Many of these areas are hot (Figs. 1 and 2), and most are being artificially stimulated (fractured) or horizontally drilled (or both). Thus these areas are clear “EGS” types of systems but with known drilling and development costs and abundant water.
Because of the thousands of wells drilled the costs are one half to one third those for hard rock drilling and fracturing, plus a well failure usually means too much water production.
In some areas such as the Wilcox Trend in South Texas are massive sands filled with water at high temperature. In order for the EGS concept to be more than a limited success, such areas will have to be developed.
Theoretical modeling suggests that stimulations in sedimentary settings where there is some intrinsic porosity and permeability are in fact more favorable than a fractured basement rock setting.7
Production data from the hydrocarbon industry indicate that most of the hydrocarbon bearing basins and Gulf Coastal Plain in Texas, Louisiana, Mississippi, and Alabama host elevated temperatures and the potential for significant water flow (unfortunately from the present point of view of the industry).
Research into the suitability of such basin-hosted geothermal resources has been begun in the North German basin, although low formation permeability there still requires stimulating potential sandstone reservoirs and-or significant lateral drilling8
Energy production
The inlet temperature necessary to obtain electrical power in binary plants is a function of wellbore flow rate and binary generator heat exchanger fluid type. 9-11
One such relationship is shown (utilizing isopentane in the secondary loop) in Fig. 4 and accounts for in-plant parasitic loss but not the energy costs of pumping the fluid from the subsurface. The calculated electrical production from several currently producing geothermal wells is also shown.
In order to generate 1.5 MW of electricity at a reservoir temperature of 300° F. a flow rate of about 1,000 gpm, or about 1,029,000 bbl/month is required. State energy records in both Arkansas and Alabama suggest that the combined flow rates for production wells in existing hydrocarbon fields in these areas is sufficient to meet the 1,000 gpm flow rate requirement.
Water production from hydrocarbon production in Texas is not reported to any state agency, but the volume of reinjected (i.e., disposal) water is reported at a county level. Fig. 5 shows the volume of reinjected water in Texas counties in 2002 (the last year available from the Texas Railroad Commission at press) into nonproductive and productive formations and waterflood situations.
Reinjected water is considered a “nuisance” to hydrocarbon producers, but if the flow rates per county are determined (in kgpm or 1,000 gpm; see Fig. 6), then it is apparent that produced fluid flow rates in Texas are present to generate significant electrical power. Fig. 7 shows the resulting geothermally derived electrical power in Texas at 4 and 6 km if 1 kgpm is present everywhere and the relationship shown in Fig. 4 is valid.
If the Texas potential MW is spatially integrated, water produced from existing hydrocarbon fields can potentially generate at least 250,000 MW of electrical power. This averages out to about 1 MW/sq mile for the state.
Discussion
Our preliminary analysis shows that the “conventional” geothermal development may require ~30 wells/field to generate a useful flow rate in some of the more marginal temperature fields, but this estimate of the number of wells could be substantially reduced if deeper, hotter wells are utilized.

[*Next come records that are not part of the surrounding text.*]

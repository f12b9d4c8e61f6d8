//! Cache-owning manager for Rancher node pools.

use std::collections::BTreeSet;
use std::sync::Arc;
use std::sync::atomic::{AtomicBool, Ordering};
use std::time::Duration;

use tokio::time::timeout;
use tracing::{debug, info, warn};

use super::client::{NodePool, RancherClient, RancherNode};
use crate::cache::{Generation, NodeRecord, PoolRecord, Snapshot, SnapshotCache};
use crate::config::RancherConfig;
use crate::manager::Manager;
use crate::options::NodeGroupSpec;
use crate::provider::{Operation, ProviderError, ProviderFuture};

/// Manager that mirrors a Rancher cluster's node pools into a
/// [`SnapshotCache`].
#[derive(Debug)]
pub struct RancherManager<C: RancherClient> {
    client: C,
    cluster_id: String,
    specs: Vec<NodeGroupSpec>,
    cache: SnapshotCache,
    refresh_timeout: Duration,
    cleanup_timeout: Duration,
    closed: AtomicBool,
}

impl<C: RancherClient> RancherManager<C> {
    /// Creates a manager for the configured cluster.
    ///
    /// When `specs` is non-empty only the listed pools are managed and their
    /// bounds come from the specs; otherwise every pool that carries its own
    /// bounds is managed.
    #[must_use]
    pub fn new(client: C, config: &RancherConfig, specs: Vec<NodeGroupSpec>) -> Self {
        Self {
            client,
            cluster_id: config.cluster_id.trim().to_owned(),
            specs,
            cache: SnapshotCache::new(),
            refresh_timeout: config.refresh_timeout(),
            cleanup_timeout: config.cleanup_timeout(),
            closed: AtomicBool::new(false),
        }
    }

    /// Cluster whose pools are mirrored.
    #[must_use]
    pub fn cluster_id(&self) -> &str {
        &self.cluster_id
    }

    async fn fetch(&self) -> Result<(Vec<NodePool>, Vec<RancherNode>), C::Error> {
        tokio::try_join!(
            self.client.list_node_pools(&self.cluster_id),
            self.client.list_nodes(&self.cluster_id)
        )
    }

    fn pool_records(&self, pools: Vec<NodePool>) -> Vec<PoolRecord> {
        if self.specs.is_empty() {
            return pools.into_iter().filter_map(bounded_pool).collect();
        }

        self.specs
            .iter()
            .filter_map(|spec| {
                let Some(pool) = pools.iter().find(|pool| pool.id == spec.id) else {
                    warn!(pool = %spec.id, "configured node group not found in Rancher");
                    return None;
                };
                Some(PoolRecord {
                    id: pool.id.clone(),
                    name: pool.name.clone(),
                    min_size: spec.min_size,
                    max_size: spec.max_size,
                    target_size: pool.quantity,
                })
            })
            .collect()
    }

    fn node_records(pools: &[PoolRecord], nodes: Vec<RancherNode>) -> Vec<NodeRecord> {
        let managed = pools
            .iter()
            .map(|pool| pool.id.as_str())
            .collect::<BTreeSet<_>>();
        let mut seen = BTreeSet::new();
        let mut records = Vec::with_capacity(nodes.len());
        for node in nodes {
            // Nodes without a pool stay cached so lookups report them.
            if !node.node_pool_id.is_empty() && !managed.contains(node.node_pool_id.as_str()) {
                continue;
            }
            if !seen.insert(node.node_name.clone()) {
                warn!(node = %node.node_name, id = %node.id, "duplicate node name; keeping the later record");
            }
            records.push(NodeRecord {
                id: node.id,
                node_name: node.node_name,
                pool_id: node.node_pool_id,
                provider_id: node.provider_id,
            });
        }
        records
    }

    async fn refresh_inner(&self) -> Result<Generation, ProviderError> {
        if self.closed.load(Ordering::SeqCst) {
            return Err(ProviderError::Refresh {
                message: String::from("manager has been cleaned up"),
            });
        }

        let (pools, nodes) = timeout(self.refresh_timeout, self.fetch())
            .await
            .map_err(|_| ProviderError::Timeout {
                operation: Operation::Refresh,
                after: self.refresh_timeout,
            })?
            .map_err(|err| ProviderError::Refresh {
                message: err.to_string(),
            })?;

        let pool_records = self.pool_records(pools);
        let node_records = Self::node_records(&pool_records, nodes);
        let pool_count = pool_records.len();
        let node_count = node_records.len();

        if self.closed.load(Ordering::SeqCst) {
            return Err(ProviderError::Refresh {
                message: String::from("manager was cleaned up during refresh"),
            });
        }

        let previous = self.cache.generation();
        let generation = self.cache.install(pool_records, node_records);
        if generation == previous {
            debug!(%generation, "Rancher state unchanged");
        } else {
            info!(
                cluster = %self.cluster_id,
                %generation,
                pools = pool_count,
                nodes = node_count,
                "installed Rancher snapshot"
            );
        }
        Ok(generation)
    }

    async fn cleanup_inner(&self) -> Result<(), ProviderError> {
        if self.closed.swap(true, Ordering::SeqCst) {
            return Ok(());
        }
        match timeout(self.cleanup_timeout, self.client.close()).await {
            Ok(Ok(())) => {
                info!(cluster = %self.cluster_id, "closed Rancher client");
                Ok(())
            }
            Ok(Err(err)) => Err(ProviderError::Cleanup {
                message: err.to_string(),
            }),
            Err(_) => Err(ProviderError::Timeout {
                operation: Operation::Cleanup,
                after: self.cleanup_timeout,
            }),
        }
    }
}

fn bounded_pool(pool: NodePool) -> Option<PoolRecord> {
    if pool.id.is_empty() {
        warn!(name = %pool.name, "skipping node pool without an id");
        return None;
    }
    let (Some(min_size), Some(max_size)) = (pool.min_size, pool.max_size) else {
        debug!(pool = %pool.id, "node pool has no autoscaling bounds");
        return None;
    };
    if max_size < min_size {
        warn!(pool = %pool.id, min_size, max_size, "ignoring node pool with inverted bounds");
        return None;
    }
    Some(PoolRecord {
        id: pool.id,
        name: pool.name,
        min_size,
        max_size,
        target_size: pool.quantity,
    })
}

impl<C: RancherClient> Manager for RancherManager<C> {
    fn refresh(&self) -> ProviderFuture<'_, Generation> {
        Box::pin(self.refresh_inner())
    }

    fn list_node_groups(&self) -> Result<Vec<PoolRecord>, ProviderError> {
        Ok(self.cache.load().pools().cloned().collect())
    }

    fn resolve_node(&self, node_name: &str) -> Result<Option<NodeRecord>, ProviderError> {
        Ok(self.cache.load().node(node_name).cloned())
    }

    fn snapshot(&self) -> Arc<Snapshot> {
        self.cache.load()
    }

    fn cleanup(&self) -> ProviderFuture<'_, ()> {
        Box::pin(self.cleanup_inner())
    }
}

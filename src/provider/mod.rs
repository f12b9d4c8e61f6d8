//! Contract between the autoscaling control loop and a compute backend.
//!
//! The control loop holds a single `Box<dyn CloudProvider>` chosen at
//! start-up. Once per tick it awaits [`CloudProvider::refresh`]; every other
//! call is synchronous and answers from the snapshot installed by the most
//! recent successful refresh.

mod error;
mod types;

use std::collections::BTreeSet;
use std::future::Future;
use std::pin::Pin;
use std::sync::Arc;

use crate::cache::Generation;
use crate::limiter::ResourceLimiter;
use crate::node_group::NodeGroup;

pub use error::{Capability, ErrorKind, Operation, ProviderError};
pub use types::{Instance, Node, NodeGroupRequest, PricingModel, Taint, TaintEffect};

/// Future returned by provider and manager operations that reach the backend.
pub type ProviderFuture<'a, T> = Pin<Box<dyn Future<Output = Result<T, ProviderError>> + Send + 'a>>;

/// Capability interface implemented once per backend kind.
pub trait CloudProvider: Send + Sync {
    /// Stable identifier of the backend kind.
    fn name(&self) -> &str;

    /// Returns handles for every node group in the current snapshot.
    ///
    /// A listing failure is logged and yields an empty vector, so callers
    /// cannot tell "no groups" apart from "listing failed this tick".
    fn node_groups(&self) -> Vec<Box<dyn NodeGroup>>;

    /// Resolves the node group owning `node`.
    ///
    /// Returns `Ok(None)` for nodes this provider does not manage.
    ///
    /// # Errors
    ///
    /// Returns [`ProviderError::DataIntegrity`] when the node is cached
    /// without a pool assignment.
    fn node_group_for_node(&self, node: &Node) -> Result<Option<Box<dyn NodeGroup>>, ProviderError>;

    /// Returns the pricing model.
    ///
    /// # Errors
    ///
    /// Returns [`ProviderError::Unsupported`] when the backend has no pricing.
    fn pricing(&self) -> Result<Box<dyn PricingModel>, ProviderError>;

    /// Lists machine types that a new node group may use.
    ///
    /// # Errors
    ///
    /// Returns [`ProviderError::Unsupported`] when the backend cannot list
    /// machine types.
    fn available_machine_types(&self) -> Result<Vec<String>, ProviderError>;

    /// Builds a theoretical node group. Nothing is created on the backend.
    ///
    /// # Errors
    ///
    /// Returns [`ProviderError::Unsupported`] when the backend cannot create
    /// node groups.
    fn new_node_group(&self, request: &NodeGroupRequest)
    -> Result<Box<dyn NodeGroup>, ProviderError>;

    /// Returns the limiter supplied at construction.
    fn resource_limiter(&self) -> Arc<ResourceLimiter>;

    /// Label key identifying GPU-bearing nodes.
    fn gpu_label(&self) -> &str;

    /// GPU types the backend can provision. May be empty.
    fn available_gpu_types(&self) -> BTreeSet<String>;

    /// Generation of the snapshot currently served to readers.
    ///
    /// [`Generation::NONE`] means no refresh has succeeded yet.
    fn generation(&self) -> Generation;

    /// Pulls fresh backend state and installs it as a new generation.
    ///
    /// On failure the previous generation stays in use.
    fn refresh(&self) -> ProviderFuture<'_, Generation>;

    /// Releases backend resources. Calls after the first are no-ops.
    fn cleanup(&self) -> ProviderFuture<'_, ()>;
}
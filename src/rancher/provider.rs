//! Rancher implementation of the cloud provider facade.

use std::collections::BTreeSet;
use std::sync::Arc;
use std::sync::atomic::{AtomicBool, Ordering};

use tracing::{debug, error, warn};

use super::node_group::RancherNodeGroup;
use crate::cache::Generation;
use crate::limiter::ResourceLimiter;
use crate::manager::Manager;
use crate::node_group::NodeGroup;
use crate::provider::{
    Capability, CloudProvider, Node, NodeGroupRequest, PricingModel, ProviderError,
    ProviderFuture,
};

/// Name under which the Rancher backend is selected.
pub const RANCHER_PROVIDER_NAME: &str = "rancher";

/// Label added to nodes with GPU resources.
pub const GPU_LABEL: &str = "nodes.pkds.it/gpu-node";

/// Cloud provider facade over a Rancher [`Manager`].
pub struct RancherCloudProvider<M> {
    manager: Arc<M>,
    resource_limiter: Arc<ResourceLimiter>,
    cleaned_up: AtomicBool,
}

impl<M: Manager + 'static> RancherCloudProvider<M> {
    /// Assembles a provider from a ready manager and the supplied limiter.
    #[must_use]
    pub const fn new(manager: Arc<M>, resource_limiter: Arc<ResourceLimiter>) -> Self {
        Self {
            manager,
            resource_limiter,
            cleaned_up: AtomicBool::new(false),
        }
    }

    /// Manager backing this provider.
    #[must_use]
    pub const fn manager(&self) -> &Arc<M> {
        &self.manager
    }

    fn handle(&self, id: String) -> Box<dyn NodeGroup> {
        Box::new(RancherNodeGroup::new(Arc::clone(&self.manager), id))
    }
}

impl<M: Manager + 'static> CloudProvider for RancherCloudProvider<M> {
    fn name(&self) -> &str {
        RANCHER_PROVIDER_NAME
    }

    fn node_groups(&self) -> Vec<Box<dyn NodeGroup>> {
        let pools = match self.manager.list_node_groups() {
            Ok(pools) => pools,
            Err(err) => {
                error!(error = %err, "failed to get node pools");
                return Vec::new();
            }
        };
        pools
            .into_iter()
            .filter(|pool| !pool.id.is_empty())
            .map(|pool| self.handle(pool.id))
            .collect()
    }

    fn node_group_for_node(&self, node: &Node) -> Result<Option<Box<dyn NodeGroup>>, ProviderError> {
        let Some(record) = self.manager.resolve_node(&node.name)? else {
            debug!(node = %node.name, "node is not managed by Rancher");
            return Ok(None);
        };
        if !record.has_pool() {
            return Err(ProviderError::DataIntegrity {
                node_name: record.node_name,
                node_id: record.id,
            });
        }
        Ok(Some(self.handle(record.pool_id)))
    }

    fn pricing(&self) -> Result<Box<dyn PricingModel>, ProviderError> {
        Err(ProviderError::unsupported(Capability::Pricing))
    }

    fn available_machine_types(&self) -> Result<Vec<String>, ProviderError> {
        Err(ProviderError::unsupported(Capability::MachineTypes))
    }

    fn new_node_group(
        &self,
        _request: &NodeGroupRequest,
    ) -> Result<Box<dyn NodeGroup>, ProviderError> {
        Err(ProviderError::unsupported(Capability::NewNodeGroup))
    }

    fn resource_limiter(&self) -> Arc<ResourceLimiter> {
        Arc::clone(&self.resource_limiter)
    }

    fn gpu_label(&self) -> &str {
        GPU_LABEL
    }

    fn available_gpu_types(&self) -> BTreeSet<String> {
        BTreeSet::new()
    }

    fn generation(&self) -> Generation {
        self.manager.snapshot().generation()
    }

    fn refresh(&self) -> ProviderFuture<'_, Generation> {
        Box::pin(async move {
            self.manager.refresh().await.inspect_err(|err| {
                warn!(
                    error = %err,
                    serving = %self.generation(),
                    "refresh failed; keeping previous generation"
                );
            })
        })
    }

    fn cleanup(&self) -> ProviderFuture<'_, ()> {
        Box::pin(async move {
            if self.cleaned_up.swap(true, Ordering::SeqCst) {
                debug!("cloud provider already cleaned up");
                return Ok(());
            }
            self.manager.cleanup().await
        })
    }
}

The success of the methodology however, is not critically dependent on the number of wells required to generate the flow rate since most of the produced fluid is centrally collected for separation anyway. Furthermore, production occurs at such high rates that cooling prior to heat extraction is not a concern either.
We stress that given current limitations in heat extraction technology, the success of the approach outlined above requires that the hydrocarbon fields utilized for geothermal exploitation are producing and the pumping-disposal costs are met by the production company. Otherwise the electricity extracted from produced fluids may closely equal the costs required to produce and dispose of the fluid, generating lower economic return.
We estimate that almost $4/bbl of oil revenue is utilized by production companies to meet electrical needs in high flow rate fields (i.e., waterflood fields).
If the entire volume of processed water arising from existing hydrocarbon production were run through a heat exchanger, we estimate that the combined geothermal electrical power of the 7 states nearest the Texas Gulf Coast Plain would be about 1,000-5,000 MW (Table 3). This is essentially “free” electricity as no drilling and engineering would be required to obtain the power other than the upfront cost of the turbines.
An estimate of the possible payout period is 3 to 4 years for the investment in the generation facilities.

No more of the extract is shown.